Second, we should throw our full support behind a new U.N.-led framework for talks: one that acknowledges the realities that the Houthis are not going to withdraw back to their northern redoubt; that the internationally recognized Yemeni government cannot simply be airlifted from its exile in Riyadh to Sanaa; that the legitimate security concerns of our gulf partners have to be addressed; and that Tehran has to be engaged directly. Iran has been deeply complicit in the violence in Yemen, but it has both potential interest in revived diplomacy and a demonstrated capacity to undermine it.

Third, Congress should condition future arms sales and military support to Saudi Arabia on its continued commitment to cease-fire compliance and diplomatic progress. We have a significant long-term stake in our partnership with the Saudis, but first we have to help steer them to the Yemen off-ramp they are looking for.

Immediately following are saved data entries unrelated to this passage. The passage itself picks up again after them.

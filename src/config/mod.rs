use std::fmt;
use std::path::PathBuf;
use std::time::Duration;

use clap::Parser;
use reqwest::Url;
use thiserror::Error;

pub const DEFAULT_TICKER: &str = "AAPL";
pub const DEFAULT_STORE_PATH: &str = "prices.csv";
pub const DEFAULT_QUOTE_BASE_URL: &str = "https://query1.finance.yahoo.com";
pub const DEFAULT_SMTP_HOST: &str = "smtp.gmail.com";
pub const DEFAULT_SMTP_PORT: u16 = 587;

/// File the mail credentials are conventionally kept in, next to the binary.
const CREDENTIALS_FILE: &str = "creds.env";

#[derive(Debug, Error)]
pub enum ConfigError {
    #[error("missing required environment variable {0}")]
    Missing(&'static str),

    #[error("invalid value for {name}: {value:?}")]
    Invalid { name: &'static str, value: String },
}

/// Mail account used both to authenticate with the relay and as the
/// sender/recipient of every alert.
#[derive(Clone)]
pub struct Credentials {
    pub email: String,
    pub password: String,
}

impl fmt::Debug for Credentials {
    fn fmt(&self, f: &mut fmt::Formatter<'_>) -> fmt::Result {
        f.debug_struct("Credentials")
            .field("email", &self.email)
            .field("password", &"<redacted>")
            .finish()
    }
}

#[derive(Debug, Clone)]
pub struct Config {
    pub credentials: Credentials,
    pub ticker: String,
    pub store_path: PathBuf,
    pub quote_base_url: Url,
    pub smtp_host: String,
    pub smtp_port: u16,
    pub http_timeout: Duration,
    pub fetch_backoff: Duration,
    pub fetch_backoff_max: Duration,
    pub notify_backoff: Duration,
    pub metrics_port: Option<u16>,
    pub log_level: String,
}

/// Command-line overrides. Anything left unset falls back to the environment.
#[derive(Debug, Default, Parser)]
#[command(name = "stock-alert", about = "Watch a ticker and mail an alert on large price moves")]
pub struct Cli {
    /// Ticker symbol to watch (overrides TICKER)
    #[arg(long)]
    pub ticker: Option<String>,

    /// Path of the price record file (overrides PRICE_STORE_PATH)
    #[arg(long)]
    pub store: Option<PathBuf>,
}

impl Config {
    pub fn from_env() -> Result<Self, ConfigError> {
        // dotenvy loads .env, but doesn't override already-set env vars
        dotenvy::from_filename(CREDENTIALS_FILE).ok();
        dotenvy::dotenv().ok();

        Self::from_lookup(|name| std::env::var(name).ok())
    }

    /// Builds the config from an arbitrary variable source.
    pub fn from_lookup<F>(lookup: F) -> Result<Self, ConfigError>
    where
        F: Fn(&str) -> Option<String>,
    {
        let var = |name: &str| lookup(name).filter(|v| !v.trim().is_empty());

        let email = var("EMAIL").ok_or(ConfigError::Missing("EMAIL"))?;
        let password = var("PASSWORD").ok_or(ConfigError::Missing("PASSWORD"))?;

        let ticker = normalize_ticker(&var("TICKER").unwrap_or_else(|| DEFAULT_TICKER.to_string()))?;

        Ok(Self {
            credentials: Credentials {
                email: email.trim().to_string(),
                password,
            },
            ticker,
            store_path: var("PRICE_STORE_PATH")
                .map(PathBuf::from)
                .unwrap_or_else(|| PathBuf::from(DEFAULT_STORE_PATH)),
            quote_base_url: parse_base_url(
                &var("QUOTE_BASE_URL").unwrap_or_else(|| DEFAULT_QUOTE_BASE_URL.to_string()),
            )?,
            smtp_host: var("SMTP_HOST").unwrap_or_else(|| DEFAULT_SMTP_HOST.to_string()),
            smtp_port: parse_or("SMTP_PORT", var("SMTP_PORT"), DEFAULT_SMTP_PORT)?,
            http_timeout: Duration::from_secs(parse_or("HTTP_TIMEOUT_SECS", var("HTTP_TIMEOUT_SECS"), 10)?),
            fetch_backoff: Duration::from_millis(parse_or("FETCH_BACKOFF_MS", var("FETCH_BACKOFF_MS"), 0)?),
            fetch_backoff_max: Duration::from_millis(parse_or(
                "FETCH_BACKOFF_MAX_MS",
                var("FETCH_BACKOFF_MAX_MS"),
                30_000,
            )?),
            notify_backoff: Duration::from_millis(parse_or("NOTIFY_BACKOFF_MS", var("NOTIFY_BACKOFF_MS"), 2_000)?),
            metrics_port: var("METRICS_PORT")
                .map(|v| parse_or("METRICS_PORT", Some(v), 0))
                .transpose()?,
            log_level: var("RUST_LOG").unwrap_or_else(|| "info".to_string()),
        })
    }

    pub fn apply_cli(&mut self, cli: Cli) -> Result<(), ConfigError> {
        if let Some(ticker) = cli.ticker {
            self.ticker = normalize_ticker(&ticker)?;
        }
        if let Some(store) = cli.store {
            self.store_path = store;
        }
        Ok(())
    }
}

fn normalize_ticker(raw: &str) -> Result<String, ConfigError> {
    let ticker = raw.trim().to_uppercase();
    if ticker.is_empty() {
        return Err(ConfigError::Invalid {
            name: "TICKER",
            value: raw.to_string(),
        });
    }
    Ok(ticker)
}

fn parse_base_url(raw: &str) -> Result<Url, ConfigError> {
    match Url::parse(raw.trim()) {
        Ok(url) if !url.cannot_be_a_base() && matches!(url.scheme(), "http" | "https") => Ok(url),
        _ => Err(ConfigError::Invalid {
            name: "QUOTE_BASE_URL",
            value: raw.to_string(),
        }),
    }
}

fn parse_or<T: std::str::FromStr>(
    name: &'static str,
    value: Option<String>,
    default: T,
) -> Result<T, ConfigError> {
    match value {
        None => Ok(default),
        Some(v) => v
            .trim()
            .parse()
            .map_err(|_| ConfigError::Invalid { name, value: v }),
    }
}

Yemen will remain for some time a poor, fragmented and unstable country. But we can help remove one layer of instability in a region overflowing with it, reduce unspeakable human suffering, diminish America’s military entanglement and set the stage for the difficult diplomacy that will follow.

In Yemen, there will be no grand victory parades or the kind of summitry that often animates Trump’s diplomacy, but ending the war there is both the right and smart thing to do for the United States and for the region. We should seize this opportunity.